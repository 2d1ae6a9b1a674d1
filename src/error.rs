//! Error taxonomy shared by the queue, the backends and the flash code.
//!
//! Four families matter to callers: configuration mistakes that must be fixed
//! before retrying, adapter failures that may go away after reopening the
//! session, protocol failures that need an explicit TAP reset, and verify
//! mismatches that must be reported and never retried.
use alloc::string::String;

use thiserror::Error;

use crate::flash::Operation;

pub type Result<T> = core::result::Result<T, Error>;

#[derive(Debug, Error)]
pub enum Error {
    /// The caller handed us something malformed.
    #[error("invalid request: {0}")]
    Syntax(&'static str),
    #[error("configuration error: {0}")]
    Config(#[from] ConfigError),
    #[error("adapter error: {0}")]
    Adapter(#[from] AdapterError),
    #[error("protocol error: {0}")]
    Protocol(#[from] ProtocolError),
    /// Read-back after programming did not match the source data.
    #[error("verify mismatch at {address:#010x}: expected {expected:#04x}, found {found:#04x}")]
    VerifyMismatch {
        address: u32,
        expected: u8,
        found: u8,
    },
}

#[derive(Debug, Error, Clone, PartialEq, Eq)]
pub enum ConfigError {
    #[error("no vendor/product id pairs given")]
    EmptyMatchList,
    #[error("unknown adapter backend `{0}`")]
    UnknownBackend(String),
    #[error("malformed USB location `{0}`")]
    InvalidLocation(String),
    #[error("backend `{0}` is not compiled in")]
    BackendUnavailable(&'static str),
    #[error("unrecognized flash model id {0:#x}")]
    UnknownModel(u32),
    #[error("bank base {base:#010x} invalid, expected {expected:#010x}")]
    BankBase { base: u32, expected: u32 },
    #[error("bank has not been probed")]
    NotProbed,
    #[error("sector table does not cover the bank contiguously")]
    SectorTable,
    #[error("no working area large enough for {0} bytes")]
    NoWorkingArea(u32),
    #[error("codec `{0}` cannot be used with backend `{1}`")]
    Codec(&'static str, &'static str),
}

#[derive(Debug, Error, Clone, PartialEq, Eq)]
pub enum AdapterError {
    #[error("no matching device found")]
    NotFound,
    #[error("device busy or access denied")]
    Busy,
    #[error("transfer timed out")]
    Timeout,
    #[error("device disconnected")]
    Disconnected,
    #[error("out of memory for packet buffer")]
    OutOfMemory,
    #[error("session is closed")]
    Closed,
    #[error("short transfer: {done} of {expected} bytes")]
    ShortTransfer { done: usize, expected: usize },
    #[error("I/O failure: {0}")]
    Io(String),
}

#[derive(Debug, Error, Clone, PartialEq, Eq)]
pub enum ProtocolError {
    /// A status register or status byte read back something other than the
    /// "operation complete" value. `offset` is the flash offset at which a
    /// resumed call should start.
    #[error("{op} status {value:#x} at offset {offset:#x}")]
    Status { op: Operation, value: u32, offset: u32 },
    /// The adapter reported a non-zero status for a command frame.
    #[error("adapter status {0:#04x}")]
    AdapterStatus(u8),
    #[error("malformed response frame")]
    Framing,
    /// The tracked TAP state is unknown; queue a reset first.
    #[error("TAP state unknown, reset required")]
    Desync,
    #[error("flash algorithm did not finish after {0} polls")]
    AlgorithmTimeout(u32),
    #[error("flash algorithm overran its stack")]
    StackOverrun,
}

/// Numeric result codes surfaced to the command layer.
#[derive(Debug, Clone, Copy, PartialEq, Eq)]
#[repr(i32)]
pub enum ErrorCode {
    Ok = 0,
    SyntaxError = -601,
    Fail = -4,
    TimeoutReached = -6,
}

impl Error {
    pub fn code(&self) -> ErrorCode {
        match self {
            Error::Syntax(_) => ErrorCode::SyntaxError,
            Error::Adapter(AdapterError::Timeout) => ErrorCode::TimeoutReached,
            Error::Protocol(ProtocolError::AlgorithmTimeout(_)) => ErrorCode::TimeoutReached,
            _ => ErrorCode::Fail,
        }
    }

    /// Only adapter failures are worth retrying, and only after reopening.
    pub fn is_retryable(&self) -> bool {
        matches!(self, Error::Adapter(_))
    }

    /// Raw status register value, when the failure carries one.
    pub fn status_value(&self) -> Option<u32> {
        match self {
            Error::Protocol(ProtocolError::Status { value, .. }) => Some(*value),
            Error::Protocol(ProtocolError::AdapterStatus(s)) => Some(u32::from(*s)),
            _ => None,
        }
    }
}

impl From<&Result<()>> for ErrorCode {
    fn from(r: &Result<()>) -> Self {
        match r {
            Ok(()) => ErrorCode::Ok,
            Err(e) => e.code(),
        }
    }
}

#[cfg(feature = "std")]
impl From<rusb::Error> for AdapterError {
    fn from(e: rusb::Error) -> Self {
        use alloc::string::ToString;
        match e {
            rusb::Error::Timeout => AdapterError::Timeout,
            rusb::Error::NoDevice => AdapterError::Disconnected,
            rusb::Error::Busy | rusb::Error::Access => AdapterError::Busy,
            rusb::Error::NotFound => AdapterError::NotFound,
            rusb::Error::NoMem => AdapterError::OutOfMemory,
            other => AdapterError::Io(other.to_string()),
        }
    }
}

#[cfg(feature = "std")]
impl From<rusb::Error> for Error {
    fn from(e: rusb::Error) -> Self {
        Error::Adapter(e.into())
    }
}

- Task prompt -
Search the entries for the string "TimeoutReached" and copy each line where it occurs.

- Response for this exercise -
    TimeoutReached = -6,
            Error::Adapter(AdapterError::Timeout) => ErrorCode::TimeoutReached,
            Error::Protocol(ProtocolError::AlgorithmTimeout(_)) => ErrorCode::TimeoutReached,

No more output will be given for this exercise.